• [Supplied data]
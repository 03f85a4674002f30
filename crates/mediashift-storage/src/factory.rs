#[cfg(feature = "storage-local")]
use crate::LocalStorage;
#[cfg(feature = "storage-s3")]
use crate::{PublicUrlTemplate, S3Storage};
use crate::{Storage, StorageBackend, StorageError, StorageResult};
use mediashift_core::Config;
use std::sync::Arc;

/// Create a storage backend based on configuration
pub async fn create_storage(config: &Config) -> StorageResult<Arc<dyn Storage>> {
    match config.storage_backend {
        #[cfg(feature = "storage-s3")]
        StorageBackend::S3 => Ok(Arc::new(create_s3_storage(config).await?)),

        #[cfg(not(feature = "storage-s3"))]
        StorageBackend::S3 => Err(StorageError::ConfigError(
            "S3 storage backend not available (storage-s3 feature not enabled)".to_string(),
        )),

        #[cfg(feature = "storage-local")]
        StorageBackend::Local => {
            let storage =
                LocalStorage::new(&config.local_storage_path, &config.local_storage_base_url)
                    .await?;
            Ok(Arc::new(storage))
        }

        #[cfg(not(feature = "storage-local"))]
        StorageBackend::Local => Err(StorageError::ConfigError(
            "Local storage backend not available (storage-local feature not enabled)".to_string(),
        )),
    }
}

/// Create the S3 backend regardless of the selected backend (used by media sync).
#[cfg(feature = "storage-s3")]
pub async fn create_s3_storage(config: &Config) -> StorageResult<S3Storage> {
    let bucket = config
        .s3_bucket
        .clone()
        .ok_or_else(|| StorageError::ConfigError("S3_BUCKET not configured".to_string()))?;
    let region = config.s3_region().map(String::from).ok_or_else(|| {
        StorageError::ConfigError("S3_REGION or AWS_REGION not configured".to_string())
    })?;

    let url_template = config
        .media_url
        .as_deref()
        .map(|template| PublicUrlTemplate::parse(template, Some(&bucket), Some(&region)))
        .transpose()?;

    S3Storage::new(bucket, region, config.s3_endpoint.clone(), url_template).await
}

• [The problem] Lines that include the word "await" are to be extracted from the data above.

• [Result of this task]
        StorageBackend::S3 => Ok(Arc::new(create_s3_storage(config).await?)),
                    .await?;
    S3Storage::new(bucket, region, config.s3_endpoint.clone(), url_template).await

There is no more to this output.